The Scientific World Journal
Volume 2012 (2012), Article ID 479824, 5 pages
http://dx.doi.org/10.1100/2012/479824
Research Article
Some Problems in Proving the Existence of the Universal Common Ancestor of Life on Earth
Takahiro Yonezawa1 and Masami Hasegawa1,2
1School of Life Sciences, Fudan University, Shanghai 200433, China
2Department of Statistical Modeling, Institute of Statistical Mathematics, Tokyo 190-8562, Japan
Received 31 October 2011; Accepted 8 December 2011
Academic Editor: Yidong Bai
Copyright © 2012 Takahiro Yonezawa and Masami Hasegawa. This is an open access article distributed under the Creative Commons Attribution License, which permits unrestricted use, distribution, and reproduction in any medium, provided the original work is properly cited.
Abstract
Although overwhelming circumstantial evidence supports the existence of the universal common ancestor of all extant life on Earth, it is still an open question whether the universal common ancestor existed or not.
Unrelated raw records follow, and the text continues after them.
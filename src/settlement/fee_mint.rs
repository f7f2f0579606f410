use std::str::FromStr;
use std::sync::Arc;

use solana_sdk::pubkey::Pubkey;
use solana_sdk::signature::Keypair;
use tracing::{debug, info, warn};

use super::error::{SettlementError, SettlementResult};
use super::ports::AccountProvisioner;
use super::types::{FeeMintSelection, SwapMode};

pub const WRAPPED_SOL_MINT: Pubkey =
    solana_sdk::pubkey!("So11111111111111111111111111111111111111112");
/// 客户端用来表示未包装原生 SOL 的哨兵地址。
pub const NATIVE_SOL_SENTINEL: Pubkey = solana_sdk::pubkey!("11111111111111111111111111111111");

pub fn is_native_sentinel(mint: &Pubkey) -> bool {
    *mint == NATIVE_SOL_SENTINEL
}

pub fn is_sol_like(mint: &Pubkey) -> bool {
    is_native_sentinel(mint) || *mint == WRAPPED_SOL_MINT
}

/// 原生 SOL 没有自己的关联账户，推导前统一改写为 wSOL。
pub fn normalize_native(mint: Pubkey) -> Pubkey {
    if is_native_sentinel(&mint) {
        WRAPPED_SOL_MINT
    } else {
        mint
    }
}

/// 不考虑聚合器提示时的费用币种选择。
pub fn preferred_fee_mint(input: &Pubkey, output: &Pubkey, swap_mode: SwapMode) -> Pubkey {
    let selected = match swap_mode {
        // ExactOut 只能从卖出资产中扣费
        SwapMode::ExactOut => *input,
        SwapMode::ExactIn => {
            if is_sol_like(input) || is_sol_like(output) {
                WRAPPED_SOL_MINT
            } else {
                *input
            }
        }
    };
    normalize_native(selected)
}

pub struct FeeMintSelector {
    provisioner: Arc<dyn AccountProvisioner>,
    fee_owner: Pubkey,
    signer: Option<Arc<Keypair>>,
}

impl FeeMintSelector {
    pub fn new(
        provisioner: Arc<dyn AccountProvisioner>,
        fee_owner: Pubkey,
        signer: Option<Arc<Keypair>>,
    ) -> Self {
        Self {
            provisioner,
            fee_owner,
            signer,
        }
    }

    pub fn fee_owner(&self) -> &Pubkey {
        &self.fee_owner
    }

    pub async fn select(
        &self,
        input: &Pubkey,
        output: &Pubkey,
        swap_mode: SwapMode,
        hint: Option<&str>,
    ) -> SettlementResult<FeeMintSelection> {
        if let Some(hint) = hint {
            if let Some(selection) = self.try_hint(hint).await {
                return Ok(selection);
            }
        }

        let selected_mint = preferred_fee_mint(input, output, swap_mode);
        let fee_account = self.ensure_account(&selected_mint).await?;
        debug!(
            target: "settlement::fee_mint",
            mint = %selected_mint,
            fee_account = %fee_account,
            swap_mode = %swap_mode,
            "已选定平台费币种"
        );
        Ok(FeeMintSelection {
            selected_mint,
            fee_account,
        })
    }

    /// 提示不可用时返回 `None`，交由常规规则处理。
    async fn try_hint(&self, hint: &str) -> Option<FeeMintSelection> {
        let mint = match Pubkey::from_str(hint.trim()) {
            Ok(mint) => normalize_native(mint),
            Err(err) => {
                warn!(
                    target: "settlement::fee_mint",
                    hint,
                    error = %err,
                    "聚合器推荐的费用币种非法，忽略"
                );
                return None;
            }
        };

        let account = match self.provisioner.derive_account(&self.fee_owner, &mint).await {
            Ok(account) => account,
            Err(err) => {
                warn!(
                    target: "settlement::fee_mint",
                    mint = %mint,
                    error = %err,
                    "推导推荐币种的费用账户失败，回退默认规则"
                );
                return None;
            }
        };

        match self.provisioner.exists(&account).await {
            Ok(true) => Some(FeeMintSelection {
                selected_mint: mint,
                fee_account: account,
            }),
            Ok(false) => {
                debug!(
                    target: "settlement::fee_mint",
                    mint = %mint,
                    fee_account = %account,
                    "推荐币种的费用账户不存在，回退默认规则"
                );
                None
            }
            Err(err) => {
                warn!(
                    target: "settlement::fee_mint",
                    fee_account = %account,
                    error = %err,
                    "查询推荐币种费用账户失败，回退默认规则"
                );
                None
            }
        }
    }

    async fn ensure_account(&self, mint: &Pubkey) -> SettlementResult<Pubkey> {
        let account = self
            .provisioner
            .derive_account(&self.fee_owner, mint)
            .await
            .map_err(|err| {
                SettlementError::provisioning(format!("推导 {mint} 的费用账户失败: {err:#}"))
            })?;

        let exists = self.provisioner.exists(&account).await.map_err(|err| {
            SettlementError::provisioning(format!("查询费用账户 {account} 失败: {err:#}"))
        })?;
        if exists {
            return Ok(account);
        }

        let Some(signer) = self.signer.as_ref() else {
            return Err(SettlementError::provisioning(format!(
                "费用账户 {account} 不存在且未配置签名者，无法创建"
            )));
        };

        self.provisioner
            .create(&self.fee_owner, mint, signer)
            .await
            .map_err(|err| {
                SettlementError::provisioning(format!("创建费用账户 {account} 失败: {err:#}"))
            })?;
        info!(
            target: "settlement::fee_mint",
            mint = %mint,
            fee_account = %account,
            owner = %self.fee_owner,
            "已创建平台费收款账户"
        );
        Ok(account)
    }
}

#[cfg(test)]
mod tests {
    use super::*;

    const USDC: Pubkey = solana_sdk::pubkey!("EPjFWdd5AufqSSqeM2qN1xzybapC8G4wEGGkZwyTDt1v");
    const BONK: Pubkey = solana_sdk::pubkey!("DezXAZ8z7PnrnRJjz3wXBoRgixCa6xjnB7YaB1pPB263");

    #[test]
    fn exact_out_uses_input_mint() {
        assert_eq!(preferred_fee_mint(&USDC, &WRAPPED_SOL_MINT, SwapMode::ExactOut), USDC);
        assert_eq!(
            preferred_fee_mint(&NATIVE_SOL_SENTINEL, &USDC, SwapMode::ExactOut),
            WRAPPED_SOL_MINT
        );
    }

    #[test]
    fn exact_in_prefers_wrapped_sol_when_either_leg_is_sol() {
        assert_eq!(
            preferred_fee_mint(&NATIVE_SOL_SENTINEL, &USDC, SwapMode::ExactIn),
            WRAPPED_SOL_MINT
        );
        assert_eq!(preferred_fee_mint(&USDC, &WRAPPED_SOL_MINT, SwapMode::ExactIn), WRAPPED_SOL_MINT);
        assert_eq!(
            preferred_fee_mint(&BONK, &NATIVE_SOL_SENTINEL, SwapMode::ExactIn),
            WRAPPED_SOL_MINT
        );
    }

    #[test]
    fn exact_in_token_pair_uses_input_mint() {
        assert_eq!(preferred_fee_mint(&BONK, &USDC, SwapMode::ExactIn), BONK);
    }
}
Theobald (Nature 465, 219–222 (2010)) recently challenged this problem with a formal statistical test applied to aligned sequences of conservative proteins sampled from all domains of life and concluded that the universal common ancestor hypothesis holds. However, we point out that there is a fundamental flaw in Theobald's method which used aligned sequences. We show that the alignment gives a strong bias for the common ancestor hypothesis, and we provide an example that Theobald's method supports a common ancestor hypothesis for two apparently unrelated families of protein-encoding sequences (cytb and nd2 of mitochondria). This arouses suspicion about the effectiveness of the “formal” test.